Magazine article The Spectator

Madness on Parade

Magazine article The Spectator

Madness on Parade

Article excerpt

A visit to North Korea

As Kim Jong-un might blow up the world next year, if not this, and people are forever trying to work out what is going on in his country, perhaps it is worth describing a military parade I attended in Pyongyang a few years back.

The occasion was the centenary of the birth of the current Kim's grandfather, Kim Il-sung, the founder of the Marxist monarchy who, despite his death more than two decades ago, remains Eternal Leader of the nation. Other attendees included some flotsam and jetsam of the Cold War, a reunion of the Axis of Evil and representatives from various other rogue states and immiserated nations.

Presuming it to be one of the better covers under which to pass as an admirer of the regime, I claimed to be a schoolteacher from England. A friend who travelled with me claimed to be an 'agricultural adviser' (a choice that seemed more unwise with every North Korean field we saw).

On the day, it was clear something was happening in the city because our group was bussed away far into the countryside. Eventually we arrived in a remote field where ostentatiously happy Koreans were playing a variety of intricately impromptu games involving running on a marked pitch, catching balls in a bucket and hopping. At one stage -- by way of intermission -- there was a dance by children dressed as pandas. Glumly sitting through this under an awning, cracking his way through a small plate of nuts provided for his pleasure, was the guest of honour, a deputy mayor of Vladivostok.

Eventually, growing ill-will made itself known both to our minder and our minder's minder. It was made clear that we had not come to North Korea only to see ball games and a panda dance.

Finally, we were herded back on to another ancient bus that broke down only once on its way back to the capital. Traffic is not a problem in central Pyongyang, but disembarking from our bus just south of Kim Il-sung Square, it was clear that a parade was under way. We were hurried through the crowds to the bottom of a huge boulevard running down from the main parade square. There, on his balcony, Kim Jong-un was receiving the march-past and the adoration of the crowds. By the time they got round the corner to us, the soldiers were no longer goose-stepping, but otherwise the parade was as he saw it.

The word 'cacophony' is overused, but here was a cacophony. To our left, dressed in one of the great pastel-coloured ballgowns that the comparatively affluent Pyongyang women wear on special occasions, was a soprano soloist, accompanied by accordions and drum kit. She wailed one of those mesmeric, beautiful songs of her nation, extolling its military greatness and unparalleled leadership. All done with that fixed, stern yet ecstatic smile familiar to the world from when North Korean newsreaders announce successful nuclear tests. On each streetlamp, megaphones relayed this song, only slightly distorted, to the assembled masses.

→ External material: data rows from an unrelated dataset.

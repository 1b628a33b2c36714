//! Store-seeded deterministic RNG.
//!
//! Not a statistical generator. The only contract is that the stream is a
//! pure function of the store id, so two runs over the same inputs produce
//! bit-identical assortments.

use crate::thresholds::{RNG_SEED_OFFSET, RNG_SINE_SCALE};

/// Sine-recurrence stream seeded from a store identifier.
#[derive(Clone, Debug, PartialEq)]
pub struct StoreRng {
    state: f64,
}

impl StoreRng {
    /// Seed from a store id: sum of UTF-16 code units plus a fixed offset.
    pub fn for_store(store_id: &str) -> Self {
        Self::from_seed(seed_for(store_id))
    }

    /// Seed directly. Mostly useful for golden tests.
    pub fn from_seed(seed: f64) -> Self {
        Self { state: seed }
    }

    /// Current recurrence state.
    pub fn state(&self) -> f64 {
        self.state
    }

    /// Next value in `[0, 1)`.
    pub fn next_f64(&mut self) -> f64 {
        self.state = self.state.sin() * RNG_SINE_SCALE;
        let frac = self.state - self.state.floor();
        // floor() of a negative value can leave frac == 1.0 after rounding.
        if frac >= 1.0 {
            0.0
        } else {
            frac
        }
    }

    /// Uniform index in `0..len`. `len` must be non-zero.
    pub fn next_index(&mut self, len: usize) -> usize {
        debug_assert!(len > 0, "next_index called with empty range");
        let idx = (self.next_f64() * len as f64).floor() as usize;
        idx.min(len.saturating_sub(1))
    }
}

/// Integer seed for a store id, returned as `f64` for the recurrence.
pub fn seed_for(store_id: &str) -> f64 {
    let sum: u64 = store_id.encode_utf16().map(u64::from).sum();
    sum as f64 + RNG_SEED_OFFSET
}
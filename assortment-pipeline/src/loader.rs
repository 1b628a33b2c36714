//! JSON and CSV file I/O.
//!
//! Every input is a JSON document; outputs are pretty JSON, a CSV summary of
//! generated assortments, and Markdown written by `report`. Nothing here
//! recovers from malformed input: the first bad record fails the load.

use std::io::Write;
use std::path::Path;

use serde::de::DeserializeOwned;
use serde::Serialize;

use assortment_core::{Assortment, AssortmentError, AssortmentResult, TemplateRepository};

use crate::schema::{parse_snapshot, MigrationReport, StoreSnapshot};

/// Read and deserialize a JSON file.
pub fn read_json<T: DeserializeOwned>(path: impl AsRef<Path>) -> AssortmentResult<T> {
    let path = path.as_ref();
    let json = read_text(path)?;
    serde_json::from_str(&json).map_err(AssortmentError::from)
}

/// Write a value as pretty JSON with a trailing newline.
pub fn write_json<T: Serialize>(path: impl AsRef<Path>, value: &T) -> AssortmentResult<()> {
    let path = path.as_ref();
    let mut json = serde_json::to_string_pretty(value)?;
    json.push('\n');
    write_text(path, &json)
}

pub fn read_text(path: &Path) -> AssortmentResult<String> {
    std::fs::read_to_string(path).map_err(|e| AssortmentError::io(path.display().to_string(), e))
}

pub fn write_text(path: &Path, text: &str) -> AssortmentResult<()> {
    std::fs::write(path, text).map_err(|e| AssortmentError::io(path.display().to_string(), e))
}

/// Load a store snapshot in any supported schema version.
pub fn load_stores_file(
    path: impl AsRef<Path>,
) -> AssortmentResult<(StoreSnapshot, Option<MigrationReport>)> {
    let json = read_text(path.as_ref())?;
    parse_snapshot(&json)
}

/// Load and validate a templates file (a JSON array of templates).
pub fn load_templates_file(path: impl AsRef<Path>) -> AssortmentResult<TemplateRepository> {
    let json = read_text(path.as_ref())?;
    TemplateRepository::from_json(&json)
}

pub fn load_assortments_file(path: impl AsRef<Path>) -> AssortmentResult<Vec<Assortment>> {
    read_json(path)
}

/// One CSV row per generated assortment.
#[derive(Debug, Serialize)]
struct AssortmentCsvRow<'a> {
    store_id: &'a str,
    template_id: &'a str,
    sku_count: usize,
    unique_skus: usize,
    variation_percentage: f64,
    num_swaps: usize,
    aspirational_substitution: bool,
    premium: usize,
    mainstream: usize,
    value: usize,
}

/// Write an assortment summary table as CSV.
pub fn write_assortment_csv<W: Write>(writer: W, assortments: &[Assortment]) -> AssortmentResult<()> {
    let mut csv_writer = csv::Writer::from_writer(writer);
    for a in assortments {
        csv_writer.serialize(AssortmentCsvRow {
            store_id: &a.store_id,
            template_id: &a.template_id,
            sku_count: a.sku_count,
            unique_skus: a.unique_sku_count(),
            variation_percentage: (a.variation_percentage * 100.0).round() / 100.0,
            num_swaps: a.num_swaps,
            aspirational_substitution: a.aspirational_substitution,
            premium: a.tier_breakdown.premium,
            mainstream: a.tier_breakdown.mainstream,
            value: a.tier_breakdown.value,
        })?;
    }
    csv_writer
        .flush()
        .map_err(|e| AssortmentError::io("<csv writer>", e))?;
    Ok(())
}

pub fn write_assortment_csv_file(path: impl AsRef<Path>, assortments: &[Assortment]) -> AssortmentResult<()> {
    let path = path.as_ref();
    let file = std::fs::File::create(path)
        .map_err(|e| AssortmentError::io(path.display().to_string(), e))?;
    write_assortment_csv(file, assortments)
}
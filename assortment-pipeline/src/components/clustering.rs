use assortment_core::config::GeoConfig;
use assortment_core::geo::haversine_m;
use assortment_core::{AssortmentResult, Store};

use crate::pass::StorePass;

/// Greedy single-link clustering around seed stores.
///
/// Stores are visited in input order. Each unassigned store seeds a new
/// cluster and absorbs every still-unassigned store within `radius_m` of
/// the seed. Membership is not transitive: a store near an absorbed member
/// but beyond the radius from the seed starts its own cluster later.
pub struct GreedyClusterPass {
    pub radius_m: f64,
}

impl GreedyClusterPass {
    pub fn from_config(geo: &GeoConfig) -> Self {
        Self {
            radius_m: geo.cluster_radius_m,
        }
    }
}

impl StorePass for GreedyClusterPass {
    fn apply(&self, stores: &[Store]) -> AssortmentResult<Vec<Store>> {
        Ok(assign_clusters(stores, self.radius_m))
    }
}

/// Cluster id for the `n`th cluster (1-based).
pub fn cluster_label(n: usize) -> String {
    format!("cluster_{:04}", n)
}

pub fn assign_clusters(stores: &[Store], radius_m: f64) -> Vec<Store> {
    let mut out = stores.to_vec();
    let mut assigned = vec![false; out.len()];
    let mut clusters = 0;

    for seed in 0..out.len() {
        if assigned[seed] {
            continue;
        }
        clusters += 1;
        let label = cluster_label(clusters);
        assigned[seed] = true;

        let (lat, lon) = (out[seed].latitude, out[seed].longitude);
        for other in seed + 1..out.len() {
            if assigned[other] {
                continue;
            }
            if haversine_m(lat, lon, out[other].latitude, out[other].longitude) <= radius_m {
                assigned[other] = true;
                out[other].cluster_id = Some(label.clone());
            }
        }
        out[seed].cluster_id = Some(label);
    }

    log::info!("clustered {} stores into {} clusters", out.len(), clusters);
    out
}

#[cfg(test)]
mod tests {
    use super::*;
    use crate::components::fixtures::store_at;
    use assortment_core::Format;

    #[test]
    fn nearby_stores_share_a_cluster() {
        let stores = vec![
            store_at("A", "Tesco", Format::Supermarket, 0.0),
            store_at("B", "Aldi", Format::Discounter, 1000.0),
            store_at("C", "Lidl", Format::Discounter, 5000.0),
        ];
        let out = assign_clusters(&stores, 1500.0);
        assert_eq!(out[0].cluster_id.as_deref(), Some("cluster_0001"));
        assert_eq!(out[1].cluster_id.as_deref(), Some("cluster_0001"));
        assert_eq!(out[2].cluster_id.as_deref(), Some("cluster_0002"));
    }

    #[test]
    fn membership_is_measured_from_the_seed() {
        // B is within range of A, C is within range of B but not of A.
        let stores = vec![
            store_at("A", "Tesco", Format::Supermarket, 0.0),
            store_at("B", "Tesco", Format::Supermarket, 1400.0),
            store_at("C", "Tesco", Format::Supermarket, 2800.0),
        ];
        let out = assign_clusters(&stores, 1500.0);
        assert_eq!(out[1].cluster_id, out[0].cluster_id);
        assert_ne!(out[2].cluster_id, out[0].cluster_id);
    }

    #[test]
    fn input_is_untouched() {
        let stores = vec![store_at("A", "Tesco", Format::Supermarket, 0.0)];
        let out = assign_clusters(&stores, 1500.0);
        assert!(stores[0].cluster_id.is_none());
        assert!(out[0].cluster_id.is_some());
    }

    #[test]
    fn rerun_overwrites_stale_ids() {
        let mut stores = vec![
            store_at("A", "Tesco", Format::Supermarket, 0.0),
            store_at("B", "Aldi", Format::Discounter, 9000.0),
        ];
        stores[1].cluster_id = Some("cluster_0001".into());
        let out = assign_clusters(&stores, 1500.0);
        assert_eq!(out[1].cluster_id.as_deref(), Some("cluster_0002"));
    }
}
//! Request-level tests against the in-memory repositories.

use std::sync::{Arc, Mutex};

use actix_web::body::MessageBody;
use actix_web::dev::{Service, ServiceResponse};
use actix_web::http::StatusCode;
use actix_web::{App, test, web};
use async_trait::async_trait;
use serde_json::{Value, json};
use uuid::Uuid;

use blog_core::domain::Coordinates;
use blog_core::ports::{
    AuthError, BaseRepository, GeocodeError, Geocoder, PasswordService, TokenService,
    UserRepository,
};
use blog_infra::{InMemoryStore, InMemoryTokenBlacklist, JwtConfig, JwtTokenService};

use super::configure_routes;
use crate::state::AppState;

/// Stores passwords as tagged plaintext so tests skip Argon2's cost.
struct PlainPasswords;

impl PasswordService for PlainPasswords {
    fn hash(&self, password: &str) -> Result<String, AuthError> {
        Ok(format!("plain:{password}"))
    }

    fn verify(&self, password: &str, hash: &str) -> Result<bool, AuthError> {
        Ok(hash == format!("plain:{password}"))
    }
}

#[derive(Clone, Copy)]
enum Reply {
    Found(Coordinates),
    NoPredictions,
    Malformed,
    NoCoordinates,
    Unreachable,
    Status(u16),
}

/// Queries the stub geocoder received, in order.
type Queries = Arc<Mutex<Vec<String>>>;

struct StubGeocoder {
    reply: Reply,
    queries: Queries,
}

#[async_trait]
impl Geocoder for StubGeocoder {
    async fn geocode(&self, query: &str) -> Result<Option<Coordinates>, GeocodeError> {
        self.queries.lock().unwrap().push(query.to_string());
        match self.reply {
            Reply::Found(coordinates) => Ok(Some(coordinates)),
            Reply::NoPredictions => Err(GeocodeError::NoCandidates),
            Reply::Malformed => Err(GeocodeError::Decode("expected value at line 1".to_string())),
            Reply::NoCoordinates => Ok(None),
            Reply::Unreachable => Err(GeocodeError::Request("connection refused".to_string())),
            Reply::Status(code) => Err(GeocodeError::Status(code)),
        }
    }
}

fn state(store: &InMemoryStore, geocoder: Option<Arc<dyn Geocoder>>) -> AppState {
    AppState {
        users: Arc::new(store.users()),
        authors: Arc::new(store.authors()),
        posts: Arc::new(store.posts()),
        blacklist: Arc::new(InMemoryTokenBlacklist::new()),
        geocoder,
    }
}

fn stub_geocoder(reply: Reply) -> (Option<Arc<dyn Geocoder>>, Queries) {
    let queries = Queries::default();
    let geocoder = StubGeocoder {
        reply,
        queries: queries.clone(),
    };
    (Some(Arc::new(geocoder)), queries)
}

fn token_service() -> Arc<dyn TokenService> {
    Arc::new(JwtTokenService::new(JwtConfig {
        secret: "test-secret-key-for-handler-tests".to_string(),
        ..JwtConfig::default()
    }))
}

macro_rules! app {
    ($state:expr) => {
        test::init_service(
            App::new()
                .app_data(web::Data::new($state))
                .app_data(web::Data::new(token_service()))
                .app_data(web::Data::new(
                    Arc::new(PlainPasswords) as Arc<dyn PasswordService>
                ))
                .configure(configure_routes),
        )
        .await
    };
}

async fn send<S, R, B>(app: &S, req: R) -> (StatusCode, Value)
where
    S: Service<R, Response = ServiceResponse<B>, Error = actix_web::Error>,
    B: MessageBody,
{
    let resp = test::call_service(app, req).await;
    let status = resp.status();
    let body = test::read_body(resp).await;
    let value = serde_json::from_slice(&body).unwrap_or(Value::Null);
    (status, value)
}

async fn register<S, B>(app: &S, name: &str, email: &str) -> Uuid
where
    S: Service<actix_http::Request, Response = ServiceResponse<B>, Error = actix_web::Error>,
    B: MessageBody,
{
    let req = test::TestRequest::post()
        .uri("/api/authors")
        .set_json(json!({"name": name, "email": email, "password": "secret123"}))
        .to_request();
    let (status, body) = send(app, req).await;
    assert_eq!(status, StatusCode::CREATED, "{body}");
    body["author_id"].as_str().unwrap().parse().unwrap()
}

async fn login<S, B>(app: &S, email: &str) -> (String, String)
where
    S: Service<actix_http::Request, Response = ServiceResponse<B>, Error = actix_web::Error>,
    B: MessageBody,
{
    let req = test::TestRequest::post()
        .uri("/api/login")
        .set_json(json!({"email": email, "password": "secret123"}))
        .to_request();
    let (status, body) = send(app, req).await;
    assert_eq!(status, StatusCode::OK, "{body}");
    (
        body["refresh"].as_str().unwrap().to_string(),
        body["access"].as_str().unwrap().to_string(),
    )
}

fn bearer(token: &str) -> (&'static str, String) {
    ("Authorization", format!("Bearer {token}"))
}

fn create_post(access: &str, body: Value) -> actix_http::Request {
    test::TestRequest::post()
        .uri("/api/posts")
        .insert_header(bearer(access))
        .set_json(body)
        .to_request()
}
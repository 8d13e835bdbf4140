use std::time::Duration;

#[cfg(feature = "postgres")]
use sea_orm::{ConnectOptions, Database, DbConn, DbErr};

/// Configuration for the database connection pool.
#[derive(Debug, Clone)]
pub struct DatabaseConfig {
    pub url: String,
    pub max_connections: u32,
    pub min_connections: u32,
    pub connect_timeout: Duration,
}

/// Open the connection pool.
#[cfg(feature = "postgres")]
pub async fn connect(config: &DatabaseConfig) -> Result<DbConn, DbErr> {
    tracing::info!("Initializing database connection...");

    let opts = ConnectOptions::new(&config.url)
        .max_connections(config.max_connections)
        .min_connections(config.min_connections)
        .connect_timeout(config.connect_timeout)
        .idle_timeout(Duration::from_secs(300))
        .sqlx_logging(true)
        .to_owned();

    let conn = Database::connect(opts).await?;
    tracing::info!(pool = config.max_connections, "Database connected");

    Ok(conn)
}
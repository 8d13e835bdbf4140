//! In-memory token blacklist - used when Redis is not configured.

use std::collections::HashMap;

use async_trait::async_trait;
use chrono::{DateTime, Utc};
use tokio::sync::RwLock;
use uuid::Uuid;

use blog_core::ports::{BlacklistError, TokenBlacklist};

/// In-memory blacklist keyed by token id.
///
/// Entries are dropped once the revoked token has expired anyway.
/// Note: Data is lost on process restart and not shared between instances.
pub struct InMemoryTokenBlacklist {
    entries: RwLock<HashMap<Uuid, DateTime<Utc>>>,
}

impl InMemoryTokenBlacklist {
    pub fn new() -> Self {
        Self {
            entries: RwLock::new(HashMap::new()),
        }
    }
}

impl Default for InMemoryTokenBlacklist {
    fn default() -> Self {
        Self::new()
    }
}

#[async_trait]
impl TokenBlacklist for InMemoryTokenBlacklist {
    async fn blacklist(&self, jti: Uuid, expires_at: DateTime<Utc>) -> Result<(), BlacklistError> {
        let now = Utc::now();
        let mut entries = self.entries.write().await;
        entries.retain(|_, exp| *exp > now);

        if entries.contains_key(&jti) {
            return Err(BlacklistError::AlreadyBlacklisted);
        }
        entries.insert(jti, expires_at);
        Ok(())
    }

    async fn is_blacklisted(&self, jti: Uuid) -> Result<bool, BlacklistError> {
        let entries = self.entries.read().await;
        Ok(entries.get(&jti).is_some_and(|exp| *exp > Utc::now()))
    }
}
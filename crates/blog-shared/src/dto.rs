//! Data Transfer Objects - request/response types for the API.
//!
//! Request fields are optional at the serde level so that missing fields reach
//! the handlers, which answer with the API's own validation messages.

use chrono::{DateTime, Utc};
use serde::{Deserialize, Serialize};
use uuid::Uuid;

/// Request to register a new author (and its login).
#[derive(Debug, Clone, Default, Serialize, Deserialize)]
#[serde(default)]
pub struct RegisterAuthorRequest {
    pub name: Option<String>,
    pub email: Option<String>,
    pub bio: Option<String>,
    pub password: Option<String>,
}

/// Response to a successful registration.
#[derive(Debug, Clone, Serialize, Deserialize)]
pub struct RegisterAuthorResponse {
    pub author_id: Uuid,
    pub name: String,
    pub email: String,
}

/// Public representation of an author.
#[derive(Debug, Clone, Serialize, Deserialize)]
pub struct AuthorResponse {
    pub id: Uuid,
    pub name: String,
    pub email: String,
    pub bio: String,
}

/// Full (PUT) or partial (PATCH) author update.
#[derive(Debug, Clone, Default, Serialize, Deserialize)]
#[serde(default)]
pub struct UpdateAuthorRequest {
    pub name: Option<String>,
    pub email: Option<String>,
    pub bio: Option<String>,
}

/// Request to login.
#[derive(Debug, Clone, Default, Serialize, Deserialize)]
#[serde(default)]
pub struct LoginRequest {
    pub email: String,
    pub password: String,
}

/// Refresh/access token pair returned by login.
#[derive(Debug, Clone, Serialize, Deserialize)]
pub struct TokenPairResponse {
    pub refresh: String,
    pub access: String,
}

/// Body carrying a refresh token (logout, token refresh).
#[derive(Debug, Clone, Default, Serialize, Deserialize)]
#[serde(default)]
pub struct RefreshTokenRequest {
    pub refresh: Option<String>,
}

/// Response to a token refresh.
#[derive(Debug, Clone, Serialize, Deserialize)]
pub struct AccessTokenResponse {
    pub access: String,
}

/// Request to create a post.
///
/// `location` is free text resolved to coordinates by the server; it is not
/// stored verbatim.
#[derive(Debug, Clone, Default, Serialize, Deserialize)]
#[serde(default)]
pub struct CreatePostRequest {
    pub title: Option<String>,
    pub content: Option<String>,
    pub location: Option<String>,
}

/// Full (PUT) or partial (PATCH) post update.
#[derive(Debug, Clone, Default, Serialize, Deserialize)]
#[serde(default)]
pub struct UpdatePostRequest {
    pub title: Option<String>,
    pub content: Option<String>,
}

/// Public representation of a post.
#[derive(Debug, Clone, Serialize, Deserialize)]
pub struct PostResponse {
    pub id: Uuid,
    pub title: String,
    pub content: String,
    pub created_at: DateTime<Utc>,
    /// Latitude.
    pub location_lang: Option<f64>,
    /// Longitude.
    pub location_long: Option<f64>,
    /// Id of the owning author.
    pub author: Uuid,
}
use chrono::{DateTime, Utc};
use serde::{Deserialize, Serialize};
use uuid::Uuid;

use super::POST_TITLE_MAX_LEN;
use crate::error::DomainError;

/// A resolved geographic position.
#[derive(Debug, Clone, Copy, PartialEq, Serialize, Deserialize)]
pub struct Coordinates {
    pub latitude: f64,
    pub longitude: f64,
}

/// Post entity - a blog post owned by exactly one author.
#[derive(Debug, Clone, Serialize, Deserialize)]
pub struct Post {
    pub id: Uuid,
    pub author_id: Uuid,
    pub title: String,
    pub content: String,
    /// Server-assigned from the geocoder at creation time, never by clients.
    pub location: Option<Coordinates>,
    pub created_at: DateTime<Utc>,
}

impl Post {
    /// Create a new post.
    pub fn new(author_id: Uuid, title: String, content: String) -> Self {
        Self {
            id: Uuid::new_v4(),
            author_id,
            title,
            content,
            location: None,
            created_at: Utc::now(),
        }
    }

    pub fn with_location(mut self, location: Option<Coordinates>) -> Self {
        self.location = location;
        self
    }

    /// Check the client-writable fields.
    pub fn validate(&self) -> Result<(), DomainError> {
        if self.title.trim().is_empty() {
            return Err(DomainError::Validation(
                "title: This field may not be blank.".to_string(),
            ));
        }
        if self.title.chars().count() > POST_TITLE_MAX_LEN {
            return Err(DomainError::Validation(format!(
                "title: Ensure this field has no more than {POST_TITLE_MAX_LEN} characters."
            )));
        }
        if self.content.trim().is_empty() {
            return Err(DomainError::Validation(
                "content: This field may not be blank.".to_string(),
            ));
        }
        Ok(())
    }
}
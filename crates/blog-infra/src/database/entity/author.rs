//! Author entity for SeaORM.

use sea_orm::Set;
use sea_orm::entity::prelude::*;

#[derive(Clone, Debug, PartialEq, Eq, DeriveEntityModel)]
#[sea_orm(table_name = "authors")]
pub struct Model {
    #[sea_orm(primary_key, auto_increment = false)]
    pub id: Uuid,
    #[sea_orm(unique)]
    pub user_id: Uuid,
    #[sea_orm(column_type = "String(StringLen::N(100))")]
    pub name: String,
    #[sea_orm(unique)]
    pub email: String,
    #[sea_orm(column_type = "Text")]
    pub bio: String,
    pub created_at: DateTimeWithTimeZone,
}

#[derive(Copy, Clone, Debug, EnumIter, DeriveRelation)]
pub enum Relation {
    #[sea_orm(
        belongs_to = "super::user::Entity",
        from = "Column::UserId",
        to = "super::user::Column::Id",
        on_update = "Cascade",
        on_delete = "Cascade"
    )]
    User,
    #[sea_orm(has_many = "super::post::Entity")]
    Posts,
}

impl Related<super::user::Entity> for Entity {
    fn to() -> RelationDef {
        Relation::User.def()
    }
}

impl Related<super::post::Entity> for Entity {
    fn to() -> RelationDef {
        Relation::Posts.def()
    }
}

impl ActiveModelBehavior for ActiveModel {}

impl From<Model> for blog_core::domain::Author {
    fn from(model: Model) -> Self {
        Self {
            id: model.id,
            user_id: model.user_id,
            name: model.name,
            email: model.email,
            bio: model.bio,
            created_at: model.created_at.into(),
        }
    }
}

impl From<blog_core::domain::Author> for ActiveModel {
    fn from(author: blog_core::domain::Author) -> Self {
        Self {
            id: Set(author.id),
            user_id: Set(author.user_id),
            name: Set(author.name),
            email: Set(author.email),
            bio: Set(author.bio),
            created_at: Set(author.created_at.into()),
        }
    }
}
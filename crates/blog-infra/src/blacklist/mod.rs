//! Refresh token blacklist implementations - Redis and in-memory fallback.

mod memory;

pub use memory::InMemoryTokenBlacklist;

#[cfg(feature = "redis")]
mod redis;
#[cfg(feature = "redis")]
pub use self::redis::{RedisConfig, RedisTokenBlacklist};
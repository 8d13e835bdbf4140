//! Refresh token blacklist port.

use async_trait::async_trait;
use chrono::{DateTime, Utc};
use uuid::Uuid;

use super::AuthError;

/// Store of revoked refresh token ids.
///
/// Entries only need to outlive the token they revoke; backends may drop
/// them after `expires_at`.
#[async_trait]
pub trait TokenBlacklist: Send + Sync {
    /// Revoke a token id. Fails with [`BlacklistError::AlreadyBlacklisted`]
    /// if it was revoked before.
    async fn blacklist(&self, jti: Uuid, expires_at: DateTime<Utc>) -> Result<(), BlacklistError>;

    /// Check whether a token id has been revoked.
    async fn is_blacklisted(&self, jti: Uuid) -> Result<bool, BlacklistError>;
}

/// Blacklist backend errors.
#[derive(Debug, thiserror::Error)]
pub enum BlacklistError {
    #[error("Token is already blacklisted")]
    AlreadyBlacklisted,

    #[error("Blacklist store unavailable: {0}")]
    Unavailable(String),
}

/// Why a logout request was refused.
#[derive(Debug, thiserror::Error)]
pub enum LogoutError {
    /// Missing, undecodable, expired, or not a refresh token.
    #[error("Token is invalid or expired")]
    TokenMalformed(#[source] AuthError),

    #[error("Token is blacklisted")]
    TokenAlreadyBlacklisted,

    #[error("Token store unavailable")]
    TokenStoreUnavailable(String),
}

impl From<AuthError> for LogoutError {
    fn from(err: AuthError) -> Self {
        LogoutError::TokenMalformed(err)
    }
}

impl From<BlacklistError> for LogoutError {
    fn from(err: BlacklistError) -> Self {
        match err {
            BlacklistError::AlreadyBlacklisted => LogoutError::TokenAlreadyBlacklisted,
            BlacklistError::Unavailable(msg) => LogoutError::TokenStoreUnavailable(msg),
        }
    }
}
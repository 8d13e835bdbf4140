//! Domain entities - the core business objects.

mod author;
mod post;
mod user;

pub use author::Author;
pub use post::{Coordinates, Post};
pub use user::{ROLE_STAFF, ROLE_USER, User};

/// Maximum length of an author's display name.
pub const AUTHOR_NAME_MAX_LEN: usize = 100;

/// Maximum length of an email address.
pub const EMAIL_MAX_LEN: usize = 254;

/// Maximum length of a post title.
pub const POST_TITLE_MAX_LEN: usize = 200;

On our right was a band of schoolchildren, conducted by a stern-faced girl of around ten, who was standing on a box. She was wielding her baton before the assembled trumpets and trombones of a couple of dozen children, all dressed in dark-blue trouser suits and red neckerchiefs. Following her determined lead, they played a succession of upbeat military marches. The combined aural effect was like being boxed about the ears.

Across the road, among the men in military uniform and the women in their sparkling dresses, further ranks of children were assembled on a tiered stand. …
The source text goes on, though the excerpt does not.